··· MATERIAL PROVIDED
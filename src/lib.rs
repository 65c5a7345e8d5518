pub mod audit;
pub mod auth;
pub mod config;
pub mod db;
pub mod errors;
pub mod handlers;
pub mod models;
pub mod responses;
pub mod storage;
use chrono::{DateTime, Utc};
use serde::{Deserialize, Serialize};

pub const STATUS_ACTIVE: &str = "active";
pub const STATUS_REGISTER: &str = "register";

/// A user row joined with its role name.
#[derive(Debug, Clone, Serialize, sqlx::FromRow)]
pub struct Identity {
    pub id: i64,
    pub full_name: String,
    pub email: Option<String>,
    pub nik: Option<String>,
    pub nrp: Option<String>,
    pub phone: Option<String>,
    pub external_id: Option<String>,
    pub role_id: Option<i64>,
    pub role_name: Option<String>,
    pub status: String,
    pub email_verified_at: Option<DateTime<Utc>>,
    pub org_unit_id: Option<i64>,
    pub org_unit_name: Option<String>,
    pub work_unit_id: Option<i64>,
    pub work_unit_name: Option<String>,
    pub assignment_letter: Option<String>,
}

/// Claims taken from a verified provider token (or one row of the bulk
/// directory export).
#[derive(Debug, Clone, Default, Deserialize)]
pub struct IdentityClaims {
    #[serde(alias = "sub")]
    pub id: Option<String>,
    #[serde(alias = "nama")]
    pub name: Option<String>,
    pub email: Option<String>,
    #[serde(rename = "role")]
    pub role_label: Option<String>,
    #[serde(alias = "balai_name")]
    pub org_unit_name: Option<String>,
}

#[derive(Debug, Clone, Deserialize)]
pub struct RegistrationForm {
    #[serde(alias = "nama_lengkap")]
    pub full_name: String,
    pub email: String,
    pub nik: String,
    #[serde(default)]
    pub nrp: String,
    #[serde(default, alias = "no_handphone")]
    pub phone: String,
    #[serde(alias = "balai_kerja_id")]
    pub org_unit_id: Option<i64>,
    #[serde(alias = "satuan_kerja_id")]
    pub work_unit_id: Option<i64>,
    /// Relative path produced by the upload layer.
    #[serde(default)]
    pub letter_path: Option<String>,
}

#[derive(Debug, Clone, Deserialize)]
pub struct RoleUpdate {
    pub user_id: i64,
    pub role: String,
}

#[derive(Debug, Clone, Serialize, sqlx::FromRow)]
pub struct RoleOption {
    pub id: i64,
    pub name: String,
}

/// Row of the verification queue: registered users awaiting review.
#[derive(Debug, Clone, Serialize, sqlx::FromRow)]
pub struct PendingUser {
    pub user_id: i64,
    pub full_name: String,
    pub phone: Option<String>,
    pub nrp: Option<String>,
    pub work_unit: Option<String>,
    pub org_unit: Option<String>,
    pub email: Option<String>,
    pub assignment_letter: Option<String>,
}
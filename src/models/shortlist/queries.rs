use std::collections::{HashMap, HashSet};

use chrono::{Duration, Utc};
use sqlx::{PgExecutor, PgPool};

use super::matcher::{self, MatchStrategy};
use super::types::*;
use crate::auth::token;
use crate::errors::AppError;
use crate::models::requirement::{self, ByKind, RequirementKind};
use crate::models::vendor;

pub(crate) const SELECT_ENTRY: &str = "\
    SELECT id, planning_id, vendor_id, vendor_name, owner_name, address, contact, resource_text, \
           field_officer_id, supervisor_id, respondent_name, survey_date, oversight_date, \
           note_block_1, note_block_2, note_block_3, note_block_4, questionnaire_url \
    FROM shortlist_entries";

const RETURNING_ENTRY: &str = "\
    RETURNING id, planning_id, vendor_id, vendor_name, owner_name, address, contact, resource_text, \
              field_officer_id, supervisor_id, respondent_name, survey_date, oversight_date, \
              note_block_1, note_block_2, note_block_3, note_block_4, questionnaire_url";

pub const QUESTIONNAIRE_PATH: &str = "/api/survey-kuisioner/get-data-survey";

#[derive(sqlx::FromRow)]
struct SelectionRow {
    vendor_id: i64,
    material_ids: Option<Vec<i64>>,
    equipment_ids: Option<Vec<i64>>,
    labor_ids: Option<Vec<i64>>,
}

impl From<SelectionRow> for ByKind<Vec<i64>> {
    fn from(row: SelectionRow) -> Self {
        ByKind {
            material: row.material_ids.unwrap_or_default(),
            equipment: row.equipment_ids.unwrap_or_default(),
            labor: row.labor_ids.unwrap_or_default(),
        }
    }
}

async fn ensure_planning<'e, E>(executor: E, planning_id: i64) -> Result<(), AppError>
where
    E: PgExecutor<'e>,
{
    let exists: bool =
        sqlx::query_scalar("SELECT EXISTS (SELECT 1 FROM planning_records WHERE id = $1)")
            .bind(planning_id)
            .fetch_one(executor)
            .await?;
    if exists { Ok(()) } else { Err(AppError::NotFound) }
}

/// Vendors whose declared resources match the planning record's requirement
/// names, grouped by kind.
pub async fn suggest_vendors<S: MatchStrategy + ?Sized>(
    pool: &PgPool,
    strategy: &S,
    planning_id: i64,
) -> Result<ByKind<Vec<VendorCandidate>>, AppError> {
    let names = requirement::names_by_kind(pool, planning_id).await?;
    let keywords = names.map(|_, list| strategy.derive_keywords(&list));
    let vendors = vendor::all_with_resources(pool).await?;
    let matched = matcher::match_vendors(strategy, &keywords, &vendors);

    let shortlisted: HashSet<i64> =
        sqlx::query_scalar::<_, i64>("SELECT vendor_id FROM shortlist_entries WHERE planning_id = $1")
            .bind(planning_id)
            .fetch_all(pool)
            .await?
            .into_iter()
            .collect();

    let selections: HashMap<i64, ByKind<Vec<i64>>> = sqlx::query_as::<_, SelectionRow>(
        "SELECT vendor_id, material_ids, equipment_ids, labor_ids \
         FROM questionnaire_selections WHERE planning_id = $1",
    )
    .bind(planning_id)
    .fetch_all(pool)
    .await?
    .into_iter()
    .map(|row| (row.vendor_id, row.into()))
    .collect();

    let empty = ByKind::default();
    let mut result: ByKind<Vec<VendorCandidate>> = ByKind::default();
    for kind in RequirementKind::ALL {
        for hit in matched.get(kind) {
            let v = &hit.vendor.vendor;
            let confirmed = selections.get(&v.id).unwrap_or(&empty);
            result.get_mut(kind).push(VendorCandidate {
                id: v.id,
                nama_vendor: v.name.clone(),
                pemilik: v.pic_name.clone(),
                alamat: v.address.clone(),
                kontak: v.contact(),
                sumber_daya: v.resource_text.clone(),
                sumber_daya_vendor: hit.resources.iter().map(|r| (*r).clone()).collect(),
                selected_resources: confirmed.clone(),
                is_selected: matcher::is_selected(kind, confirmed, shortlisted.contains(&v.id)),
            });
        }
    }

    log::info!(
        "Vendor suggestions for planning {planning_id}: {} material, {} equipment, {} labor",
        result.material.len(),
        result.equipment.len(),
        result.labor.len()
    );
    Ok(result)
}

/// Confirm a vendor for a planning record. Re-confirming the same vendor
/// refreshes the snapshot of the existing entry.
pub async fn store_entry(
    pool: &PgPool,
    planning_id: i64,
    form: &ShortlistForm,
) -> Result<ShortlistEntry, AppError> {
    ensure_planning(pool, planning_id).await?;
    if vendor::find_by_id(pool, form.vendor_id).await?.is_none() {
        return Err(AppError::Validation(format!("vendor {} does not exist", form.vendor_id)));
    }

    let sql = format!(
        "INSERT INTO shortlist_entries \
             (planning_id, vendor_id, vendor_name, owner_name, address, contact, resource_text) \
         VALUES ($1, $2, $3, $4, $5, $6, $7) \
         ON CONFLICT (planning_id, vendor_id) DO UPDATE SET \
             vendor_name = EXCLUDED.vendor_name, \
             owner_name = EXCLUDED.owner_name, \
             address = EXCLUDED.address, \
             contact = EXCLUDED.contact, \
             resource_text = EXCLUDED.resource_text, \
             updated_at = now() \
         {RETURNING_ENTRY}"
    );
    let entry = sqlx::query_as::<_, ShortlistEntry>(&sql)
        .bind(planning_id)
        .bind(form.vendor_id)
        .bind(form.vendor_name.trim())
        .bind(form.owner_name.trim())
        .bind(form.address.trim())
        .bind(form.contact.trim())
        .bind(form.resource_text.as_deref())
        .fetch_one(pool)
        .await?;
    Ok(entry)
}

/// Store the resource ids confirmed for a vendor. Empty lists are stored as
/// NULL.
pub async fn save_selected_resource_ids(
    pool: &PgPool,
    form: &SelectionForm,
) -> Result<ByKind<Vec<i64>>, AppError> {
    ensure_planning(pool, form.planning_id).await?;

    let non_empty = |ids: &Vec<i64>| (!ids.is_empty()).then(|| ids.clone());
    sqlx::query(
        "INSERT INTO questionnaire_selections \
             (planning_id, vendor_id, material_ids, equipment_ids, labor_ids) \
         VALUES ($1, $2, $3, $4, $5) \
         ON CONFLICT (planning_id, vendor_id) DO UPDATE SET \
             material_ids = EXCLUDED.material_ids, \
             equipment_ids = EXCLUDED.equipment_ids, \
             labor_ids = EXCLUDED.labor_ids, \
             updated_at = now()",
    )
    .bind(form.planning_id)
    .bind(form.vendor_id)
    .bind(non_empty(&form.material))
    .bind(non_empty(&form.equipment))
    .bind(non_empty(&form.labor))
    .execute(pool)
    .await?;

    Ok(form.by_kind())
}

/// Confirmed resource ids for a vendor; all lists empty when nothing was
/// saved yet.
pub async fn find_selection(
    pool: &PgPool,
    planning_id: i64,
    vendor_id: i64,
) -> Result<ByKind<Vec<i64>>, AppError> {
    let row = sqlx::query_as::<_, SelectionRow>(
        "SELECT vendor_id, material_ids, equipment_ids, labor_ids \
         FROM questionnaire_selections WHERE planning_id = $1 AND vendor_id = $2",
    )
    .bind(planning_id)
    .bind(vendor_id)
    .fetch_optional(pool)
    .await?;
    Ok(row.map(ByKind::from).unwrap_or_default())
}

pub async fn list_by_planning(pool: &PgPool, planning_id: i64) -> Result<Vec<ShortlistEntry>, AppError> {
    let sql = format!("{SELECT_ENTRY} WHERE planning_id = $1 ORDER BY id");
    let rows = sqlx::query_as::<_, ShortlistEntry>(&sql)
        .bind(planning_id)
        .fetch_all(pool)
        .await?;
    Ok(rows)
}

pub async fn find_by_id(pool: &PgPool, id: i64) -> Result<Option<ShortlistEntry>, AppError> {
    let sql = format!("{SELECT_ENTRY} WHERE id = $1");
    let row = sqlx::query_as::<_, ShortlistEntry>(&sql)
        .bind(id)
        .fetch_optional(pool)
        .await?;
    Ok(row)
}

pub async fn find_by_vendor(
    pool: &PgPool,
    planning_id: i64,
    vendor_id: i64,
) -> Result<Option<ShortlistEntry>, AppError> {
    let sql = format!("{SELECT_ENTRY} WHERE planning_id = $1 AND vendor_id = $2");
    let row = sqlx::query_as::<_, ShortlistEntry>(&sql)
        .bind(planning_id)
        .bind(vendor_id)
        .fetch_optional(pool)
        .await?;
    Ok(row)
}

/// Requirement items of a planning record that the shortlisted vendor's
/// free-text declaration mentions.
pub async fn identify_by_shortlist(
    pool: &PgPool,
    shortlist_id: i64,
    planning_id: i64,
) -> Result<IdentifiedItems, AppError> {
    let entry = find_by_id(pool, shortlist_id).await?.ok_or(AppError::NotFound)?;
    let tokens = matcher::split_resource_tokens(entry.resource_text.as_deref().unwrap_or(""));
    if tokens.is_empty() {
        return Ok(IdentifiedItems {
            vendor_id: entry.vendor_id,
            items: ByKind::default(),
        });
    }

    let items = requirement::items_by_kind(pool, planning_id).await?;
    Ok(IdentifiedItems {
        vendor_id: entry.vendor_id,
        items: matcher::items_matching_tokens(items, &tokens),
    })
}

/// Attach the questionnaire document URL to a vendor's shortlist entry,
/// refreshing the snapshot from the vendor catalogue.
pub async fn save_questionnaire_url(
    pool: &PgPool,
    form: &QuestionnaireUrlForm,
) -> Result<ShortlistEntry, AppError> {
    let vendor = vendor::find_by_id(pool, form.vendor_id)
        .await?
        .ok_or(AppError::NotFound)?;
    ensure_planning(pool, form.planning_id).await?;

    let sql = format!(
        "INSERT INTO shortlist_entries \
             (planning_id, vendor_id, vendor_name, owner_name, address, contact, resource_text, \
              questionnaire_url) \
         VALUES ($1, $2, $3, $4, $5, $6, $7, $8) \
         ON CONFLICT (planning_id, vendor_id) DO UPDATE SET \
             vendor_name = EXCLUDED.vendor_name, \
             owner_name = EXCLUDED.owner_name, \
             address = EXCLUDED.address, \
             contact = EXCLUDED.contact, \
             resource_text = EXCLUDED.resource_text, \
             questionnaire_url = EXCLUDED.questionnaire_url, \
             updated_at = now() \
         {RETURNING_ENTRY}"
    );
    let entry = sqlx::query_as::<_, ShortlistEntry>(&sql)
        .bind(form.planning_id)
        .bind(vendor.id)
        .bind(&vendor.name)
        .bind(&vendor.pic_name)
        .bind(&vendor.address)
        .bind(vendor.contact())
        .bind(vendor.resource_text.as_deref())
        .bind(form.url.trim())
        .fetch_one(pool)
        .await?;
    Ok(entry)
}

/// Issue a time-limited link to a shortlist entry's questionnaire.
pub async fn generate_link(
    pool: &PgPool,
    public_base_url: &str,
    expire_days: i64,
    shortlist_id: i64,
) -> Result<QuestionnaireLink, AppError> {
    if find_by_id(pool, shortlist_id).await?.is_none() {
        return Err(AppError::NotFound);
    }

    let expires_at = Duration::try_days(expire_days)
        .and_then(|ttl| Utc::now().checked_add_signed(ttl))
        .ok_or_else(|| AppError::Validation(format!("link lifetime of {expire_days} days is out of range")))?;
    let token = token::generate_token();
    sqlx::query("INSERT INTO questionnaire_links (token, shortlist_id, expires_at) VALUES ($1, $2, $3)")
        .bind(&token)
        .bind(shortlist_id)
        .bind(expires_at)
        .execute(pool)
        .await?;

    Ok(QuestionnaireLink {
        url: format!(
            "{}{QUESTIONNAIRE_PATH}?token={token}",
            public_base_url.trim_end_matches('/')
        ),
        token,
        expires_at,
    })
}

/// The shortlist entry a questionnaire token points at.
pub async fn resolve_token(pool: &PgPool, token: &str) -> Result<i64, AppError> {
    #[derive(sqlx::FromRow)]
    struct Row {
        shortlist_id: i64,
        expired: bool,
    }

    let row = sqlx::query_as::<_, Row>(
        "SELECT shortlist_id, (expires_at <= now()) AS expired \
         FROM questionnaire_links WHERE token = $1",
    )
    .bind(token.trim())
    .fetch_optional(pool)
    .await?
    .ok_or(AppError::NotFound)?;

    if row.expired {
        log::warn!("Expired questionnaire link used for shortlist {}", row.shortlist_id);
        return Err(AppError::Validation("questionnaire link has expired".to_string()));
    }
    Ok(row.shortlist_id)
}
······
### YOUR TASK
Each line of the entries where the string "tokens" occurs should be shown.

### RESULT FOR THIS EXERCISE
    let tokens = matcher::split_resource_tokens(entry.resource_text.as_deref().unwrap_or(""));
    if tokens.is_empty() {
        items: matcher::items_matching_tokens(items, &tokens),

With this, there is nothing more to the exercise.